WHAT THE TASK ASKS:
Word for word, retype the first line of the records and every following line through the one containing "serde_json::to_writer_pretty(io::stdout(), &front)".
=-=-=
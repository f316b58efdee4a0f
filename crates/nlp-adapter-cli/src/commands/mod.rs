pub mod backends;
pub mod config;
pub mod front;
pub mod violation;

use std::path::Path;

use anyhow::{Context, Result};
use nlp_adapter::AdapterConfig;
use tracing::debug;

/// Load the configuration named by `--config`, or the defaults.
pub fn load_config(path: Option<&Path>) -> Result<AdapterConfig> {
    match path {
        Some(path) => {
            debug!(path = %path.display(), "loading adapter configuration");
            AdapterConfig::load_from(path)
                .with_context(|| format!("loading configuration from {}", path.display()))
        }
        None => Ok(AdapterConfig::default()),
    }
}
use std::io::{self, Write};
use std::path::Path;

use anyhow::{Context, Result};
use nlp_adapter::population::{PopulationFile, ResultExtractor};
use nlp_adapter::{ParetoFront, PopulationLayout};
use tabwriter::TabWriter;
use tracing::info;

use nlp_adapter_cli::cli::OutputFormat;

pub fn handle(path: &Path, layout: PopulationLayout, format: OutputFormat) -> Result<()> {
    info!(
        path = %path.display(),
        nx = layout.nx,
        nc = layout.nc,
        nf = layout.nf,
        "reading population file"
    );
    let front = PopulationFile::new(path)
        .extract(&layout)
        .with_context(|| format!("parsing population file {}", path.display()))?;

    match format {
        OutputFormat::Table => write_table(io::stdout(), &front),
        OutputFormat::Json => {
            serde_json::to_writer_pretty(io::stdout(), &front)
                .context("serializing front to JSON")?;
            println!();
            Ok(())
        }
    }
}

fn join(values: &[f64]) -> String {
    values
        .iter()
        .map(|v| v.to_string())
        .collect::<Vec<_>>()
        .join(" ")
}

fn write_table<W: Write>(out: W, front: &ParetoFront) -> Result<()> {
    let mut writer = TabWriter::new(out);
    writeln!(writer, "#\tOBJECTIVES\tCONSTRAINTS\tDESIGN")?;
    for (i, ((objectives, constraints), design)) in front
        .objectives
        .iter()
        .zip(&front.constraints)
        .zip(&front.designs)
        .enumerate()
    {
        writeln!(
            writer,
            "{}\t{}\t{}\t{}",
            i,
            join(objectives),
            join(constraints),
            join(design)
        )?;
    }
    writer.flush()?;
    Ok(())
}

#[cfg(test)]
mod tests {
    use super::*;
    use nlp_adapter::parse_population;

    const POPULATION: &str =
        "# population\n# generation 50\n1.0 2.0 0.5 3.0 4.0 1\n0.5 0.5 0.0 0.0 0.0 2\n";

    #[test]
    fn test_table_lists_rank_one_members() {
        let layout = PopulationLayout::new(2, 1, 2);
        let front = parse_population(POPULATION.as_bytes(), &layout).unwrap();

        let mut out = Vec::new();
        write_table(&mut out, &front).unwrap();
        let text = String::from_utf8(out).unwrap();
        let lines: Vec<&str> = text.lines().collect();
        assert_eq!(lines.len(), 2);
        assert!(lines[1].contains("1 2"));
        assert!(lines[1].contains("-0.5"));
        assert!(lines[1].contains("3 4"));
    }

    #[test]
    fn test_missing_file_has_context() {
        let err = handle(
            Path::new("/nonexistent/pop.out"),
            PopulationLayout::new(1, 0, 2),
            OutputFormat::Json,
        )
        .unwrap_err();
        assert!(format!("{err:#}").contains("parsing population file"));
    }
}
=-=-=
COMPLETED EXERCISE:
repository f316b58efdee4a0f
filename crates/nlp-adapter-cli/src/commands/mod.rs
pub mod backends;
pub mod config;
pub mod front;
pub mod violation;

use std::path::Path;

use anyhow::{Context, Result};
use nlp_adapter::AdapterConfig;
use tracing::debug;

/// Load the configuration named by `--config`, or the defaults.
pub fn load_config(path: Option<&Path>) -> Result<AdapterConfig> {
    match path {
        Some(path) => {
            debug!(path = %path.display(), "loading adapter configuration");
            AdapterConfig::load_from(path)
                .with_context(|| format!("loading configuration from {}", path.display()))
        }
        None => Ok(AdapterConfig::default()),
    }
}
use std::io::{self, Write};
use std::path::Path;

use anyhow::{Context, Result};
use nlp_adapter::population::{PopulationFile, ResultExtractor};
use nlp_adapter::{ParetoFront, PopulationLayout};
use tabwriter::TabWriter;
use tracing::info;

use nlp_adapter_cli::cli::OutputFormat;

pub fn handle(path: &Path, layout: PopulationLayout, format: OutputFormat) -> Result<()> {
    info!(
        path = %path.display(),
        nx = layout.nx,
        nc = layout.nc,
        nf = layout.nf,
        "reading population file"
    );
    let front = PopulationFile::new(path)
        .extract(&layout)
        .with_context(|| format!("parsing population file {}", path.display()))?;

    match format {
        OutputFormat::Table => write_table(io::stdout(), &front),
        OutputFormat::Json => {
            serde_json::to_writer_pretty(io::stdout(), &front)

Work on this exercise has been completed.